Diospyros korthalsiana

Scientific classification
- Kingdom: Plantae
- Clade: Tracheophytes
- Clade: Angiosperms
- Clade: Eudicots
- Clade: Asterids
- Order: Ericales
- Family: Ebenaceae
- Genus: Diospyros
- Species: D. korthalsiana
- Binomial name: Diospyros korthalsiana Hiern
- Synonyms: Diospyros bangueyensis Merr. ; Diospyros inclusa Merr. ; Diospyros korthalsiana var. kinabaluensis Bakh. ; Diospyros korthalsiana var. macrocarpa Bakh. ; Diospyros korthalsiana var. mirandae (Merr.) Bakh. ; Diospyros macrocarpa Korth. ex Hiern ; Diospyros mirandae Merr. ; Diospyros myrmecocalyx (Hiern) Bakh. ; Diospyros triflora Merr. ; Ebenus myrmecocalyx (Hiern) Kuntze ; Maba myrmecocalyx Hiern;

= Diospyros korthalsiana =

- Genus: Diospyros
- Species: korthalsiana
- Authority: Hiern

Species of tree

Diospyros korthalsiana is a tree in the family Ebenaceae.

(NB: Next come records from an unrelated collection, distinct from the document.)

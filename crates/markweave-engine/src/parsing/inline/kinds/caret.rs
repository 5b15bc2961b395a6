/// The editor caret as written in source text.
///
/// The glyph is recognized before every other inline construct, including
/// inside code spans, so a caret never ends up buried in literal text.
pub struct Caret;

impl Caret {
    /// U+2038 CARET.
    pub const GLYPH: &'static str = "\u{2038}";
}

It grows up to 20 m tall. Twigs dry to whitish. Inflorescences bear up to seven flowers. The fruits are oblong or ovoid, drying black, up to 4 cm long. The tree is named for the Dutch botanist P. W. Korthals. Habitat is mixed dipterocarp forests from sea-level to 1000 m altitude. D. korthalsiana is found in Borneo, Sulawesi and the Philippines.